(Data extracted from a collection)
//! Variable-length unsigned integers (LEB128).
//!
//! Type tags, integer magnitudes, and the length prefix of every
//! length-prefixed object are stored in this encoding:
//! seven bits per byte, low bits first, high bit set on all but the last byte.

/// Number of bytes needed to encode `value`.
pub const fn encoded_len(mut value: u64) -> usize {
    let mut len = 1;
    while value >= 0x80 {
        value >>= 7;
        len += 1;
    }
    len
}

/// Write `value` at the start of `out`, returning the number of bytes written.
///
/// Panics if `out` is too short; callers size their buffers with `encoded_len`.
pub fn write(mut value: u64, out: &mut [u8]) -> usize {
    let mut i = 0;
    loop {
        let byte = (value & 0x7f) as u8;
        value >>= 7;
        if value == 0 {
            out[i] = byte;
            return i + 1;
        }
        out[i] = byte | 0x80;
        i += 1;
    }
}

/// Append `value` to a vector.
pub fn push(value: u64, out: &mut Vec<u8>) {
    let mut buf = [0u8; 10];
    let n = write(value, &mut buf);
    out.extend_from_slice(&buf[..n]);
}

/// Read a value from the start of `input`.
/// Returns the value and the number of bytes consumed,
/// or None if the input ends mid-value or the value overflows 64 bits.
pub fn read(input: &[u8]) -> Option<(u64, usize)> {
    let mut value = 0u64;
    for (i, &byte) in input.iter().enumerate() {
        let shift = 7 * i as u32;
        if shift >= 64 {
            return None;
        }
        let bits = (byte & 0x7f) as u64;
        if shift == 63 && bits > 1 {
            return None;
        }
        value |= bits << shift;
        if byte & 0x80 == 0 {
            return Some((value, i + 1));
        }
    }
    None
}

/// Length of the encoded value at the start of `input`, without decoding it.
/// Stops at the end of the input if the value is unterminated.
pub fn skip(input: &[u8]) -> usize {
    input
        .iter()
        .position(|b| b & 0x80 == 0)
        .map(|p| p + 1)
        .unwrap_or(input.len())
}

#[cfg(test)]
mod tests {
    use super::*;

    #[test]
    fn small_values_take_one_byte() {
        for v in 0..0x80u64 {
            let mut buf = [0u8; 10];
            assert_eq!(write(v, &mut buf), 1);
            assert_eq!(buf[0], v as u8);
            assert_eq!(encoded_len(v), 1);
        }
    }

    #[test]
    fn boundaries() {
        for (v, len) in [
            (0x7fu64, 1),
            (0x80, 2),
            (0x3fff, 2),
            (0x4000, 3),
            (u32::MAX as u64, 5),
            (u64::MAX, 10),
        ] {
            let mut buf = Vec::new();
            push(v, &mut buf);
            assert_eq!(buf.len(), len, "length of {v:#x}");
            assert_eq!(encoded_len(v), len);
            assert_eq!(read(&buf), Some((v, len)));
            assert_eq!(skip(&buf), len);
        }
    }

    #[test]
    fn truncated_input() {
        assert_eq!(read(&[0x80, 0x80]), None);
        assert_eq!(read(&[]), None);
    }

    #[test]
    fn overflow_rejected() {
        let mut buf = vec![0xffu8; 9];
        buf.push(0x02);
        assert_eq!(read(&buf), None);
    }
}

# [EXERCISE INSTRUCTIONS]
Restate word for word the entries above, starting at the line with "let mut i = 0;" and ending at the line with "value is unterminated.", inclusive, and no others.

# [ANSWER TO THE EXERCISE]
    let mut i = 0;
    loop {
        let byte = (value & 0x7f) as u8;
        value >>= 7;
        if value == 0 {
            out[i] = byte;
            return i + 1;
        }
        out[i] = byte | 0x80;
        i += 1;
    }
}

/// Append `value` to a vector.
pub fn push(value: u64, out: &mut Vec<u8>) {
    let mut buf = [0u8; 10];
    let n = write(value, &mut buf);
    out.extend_from_slice(&buf[..n]);
}

/// Read a value from the start of `input`.
/// Returns the value and the number of bytes consumed,
/// or None if the input ends mid-value or the value overflows 64 bits.
pub fn read(input: &[u8]) -> Option<(u64, usize)> {
    let mut value = 0u64;
    for (i, &byte) in input.iter().enumerate() {
        let shift = 7 * i as u32;
        if shift >= 64 {
            return None;
        }
        let bits = (byte & 0x7f) as u64;
        if shift == 63 && bits > 1 {
            return None;
        }
        value |= bits << shift;
        if byte & 0x80 == 0 {
            return Some((value, i + 1));
        }
    }
    None
}

/// Length of the encoded value at the start of `input`, without decoding it.
/// Stops at the end of the input if the value is unterminated.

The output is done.